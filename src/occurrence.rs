use chrono::{DateTime, FixedOffset, NaiveDate, NaiveDateTime, NaiveTime, TimeZone};
use serde::Serialize;
use std::{fmt, str::FromStr};
use thiserror::Error;

const KEY_FORMAT: &str = "%Y-%m-%dT%H:%M";

// Naive layouts we accept from storage, tried in order after RFC 3339.
const NAIVE_FORMATS: [&str; 4] = [
    "%Y-%m-%dT%H:%M:%S%.f",
    "%Y-%m-%d %H:%M:%S%.f",
    "%Y-%m-%dT%H:%M",
    "%Y-%m-%d %H:%M",
];

/// The stable identity of one occurrence of a schedule event.
///
/// Keys have the exact form `YYYY-MM-DDThh:mm` and are built from the *local* calendar
/// fields of the occurrence's start, so the same wall-clock moment always produces the same
/// key no matter how the underlying instant was stored. A key joins a generated occurrence
/// to the exception record that modifies or suppresses it.
#[derive(Debug, Clone, PartialEq, Eq, Hash, PartialOrd, Ord, Serialize)]
pub struct OccurrenceKey(String);

#[derive(Error, Debug, PartialEq)]
pub enum OccurrenceKeyError {
    #[error("'{0}' is not an occurrence key of the form YYYY-MM-DDThh:mm")]
    Malformed(String),
}

impl OccurrenceKey {
    /// Derive the key for a local wall-clock moment.
    pub fn from_local(at: NaiveDateTime) -> Self {
        OccurrenceKey(at.format(KEY_FORMAT).to_string())
    }

    /// Derive the key for an absolute instant, as seen on a wall clock in `local`.
    pub fn from_instant<Tz: TimeZone>(at: &DateTime<Tz>, local: &FixedOffset) -> Self {
        Self::from_local(at.with_timezone(local).naive_local())
    }

    pub fn as_str(&self) -> &str {
        &self.0
    }

    /// The wall-clock start this key was derived from, to the minute.
    pub fn local_start(&self) -> Option<NaiveDateTime> {
        NaiveDateTime::parse_from_str(&self.0, KEY_FORMAT).ok()
    }
}

impl FromStr for OccurrenceKey {
    type Err = OccurrenceKeyError;

    fn from_str(s: &str) -> Result<Self, Self::Err> {
        let parsed = NaiveDateTime::parse_from_str(s, KEY_FORMAT)
            .map_err(|_| OccurrenceKeyError::Malformed(s.to_owned()))?;

        // `parse_from_str` tolerates unpadded fields; a key must be canonical to join.
        let key = Self::from_local(parsed);
        if key.0 != s {
            return Err(OccurrenceKeyError::Malformed(s.to_owned()));
        }

        Ok(key)
    }
}

impl fmt::Display for OccurrenceKey {
    fn fmt(&self, f: &mut fmt::Formatter<'_>) -> fmt::Result {
        f.write_str(&self.0)
    }
}

/// Interpret a stored timestamp as local wall-clock time.
///
/// Strings carrying an offset (RFC 3339, e.g. `2024-03-04T15:30:00.000Z`) are converted into
/// the `local` zone first. Naive strings are taken to already be local, and a bare date means
/// local midnight. Returns `None` when nothing matches.
pub fn parse_wall_clock(raw: &str, local: &FixedOffset) -> Option<NaiveDateTime> {
    let raw = raw.trim();

    if let Ok(instant) = DateTime::parse_from_rfc3339(raw) {
        return Some(instant.with_timezone(local).naive_local());
    }

    for format in NAIVE_FORMATS.iter() {
        if let Ok(at) = NaiveDateTime::parse_from_str(raw, format) {
            return Some(at);
        }
    }

    NaiveDate::parse_from_str(raw, "%Y-%m-%d")
        .ok()
        .map(|date| date.and_time(NaiveTime::MIN))
}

WORK ORDER.
Check every line of the data, and copy the ones that contain "Debug".

RESULT FOR THIS TASK.
#[derive(Debug, Clone, PartialEq, Eq, Hash, PartialOrd, Ord, Serialize)]
#[derive(Error, Debug, PartialEq)]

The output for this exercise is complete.